- Dataset entries
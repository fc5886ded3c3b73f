use std::path::Path;

use super::credentials::{check_password_records, is_password_file};
use super::rules::RuleSet;
use super::{Finding, FindingKind, looks_binary, truncate_chars};
use crate::error::{AnalysisError, AnalysisResult};

/// Matches longer than this are almost always binary garbage.
pub const MAX_RAW_MATCH_LEN: usize = 200;
/// Stored match text length.
pub const MATCH_DISPLAY_LEN: usize = 60;

/// Applies the rule catalog to one file's content.
pub struct PatternScanner {
    rules: &'static RuleSet,
}

impl Default for PatternScanner {
    fn default() -> Self {
        Self::new()
    }
}

impl PatternScanner {
    pub fn new() -> Self {
        Self {
            rules: RuleSet::global(),
        }
    }

    /// Reads `path` and scans it. `display_name` is the path the findings refer to.
    pub fn scan_file(&self, display_name: &str, path: &Path) -> AnalysisResult<Vec<Finding>> {
        let contents = std::fs::read(path).map_err(|source| AnalysisError::ScanFile {
            path: path.to_path_buf(),
            source,
        })?;
        Ok(self.scan_content(display_name, path, &contents))
    }

    pub fn scan_content(&self, display_name: &str, path: &Path, contents: &[u8]) -> Vec<Finding> {
        let text = String::from_utf8_lossy(contents);
        let is_text = !looks_binary(contents);
        let mut findings = Vec::new();

        if is_password_file(path) {
            findings.extend(check_password_records(display_name, &text));
        }

        let lines = LineIndex::new(&text);

        for rule in &self.rules.patterns {
            for m in rule.regex.find_iter(&text) {
                let matched = m.as_str();
                if matched.len() > MAX_RAW_MATCH_LEN {
                    continue;
                }
                if !is_text && !matched.chars().all(|c| (' '..='~').contains(&c)) {
                    continue;
                }
                findings.push(Finding::new(
                    rule.kind,
                    display_name,
                    lines.line_of(m.start()),
                    truncate_chars(matched.trim(), MATCH_DISPLAY_LEN),
                ));
            }
        }

        findings.extend(self.outdated_libraries(display_name, &text, &lines));

        tracing::trace!("{}: {} pattern findings", display_name, findings.len());
        findings
    }

    fn outdated_libraries(&self, display_name: &str, text: &str, lines: &LineIndex) -> Vec<Finding> {
        let mut findings = Vec::new();
        for lib in self.rules.libraries_present(text) {
            for version in lib.versions {
                if let Some(offset) = text.find(version) {
                    findings.push(Finding::new(
                        FindingKind::OutdatedLibrary,
                        display_name,
                        lines.line_of(offset),
                        format!("{} version {} - {}", lib.name, version, lib.reason),
                    ));
                }
            }
        }
        findings
    }
}

/// Byte offsets of every newline, for offset → line lookups.
struct LineIndex {
    newlines: Vec<usize>,
}

impl LineIndex {
    fn new(text: &str) -> Self {
        Self {
            newlines: text
                .bytes()
                .enumerate()
                .filter_map(|(i, b)| (b == b'\n').then_some(i))
                .collect(),
        }
    }

    /// 1-based line number of `offset`.
    fn line_of(&self, offset: usize) -> u64 {
        (self.newlines.partition_point(|&nl| nl < offset) + 1) as u64
    }
}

- Work required
Whenever a line above includes the string "usize", copy it.

- Answer to this task
pub const MAX_RAW_MATCH_LEN: usize = 200;
pub const MATCH_DISPLAY_LEN: usize = 60;
    newlines: Vec<usize>,
    fn line_of(&self, offset: usize) -> u64 {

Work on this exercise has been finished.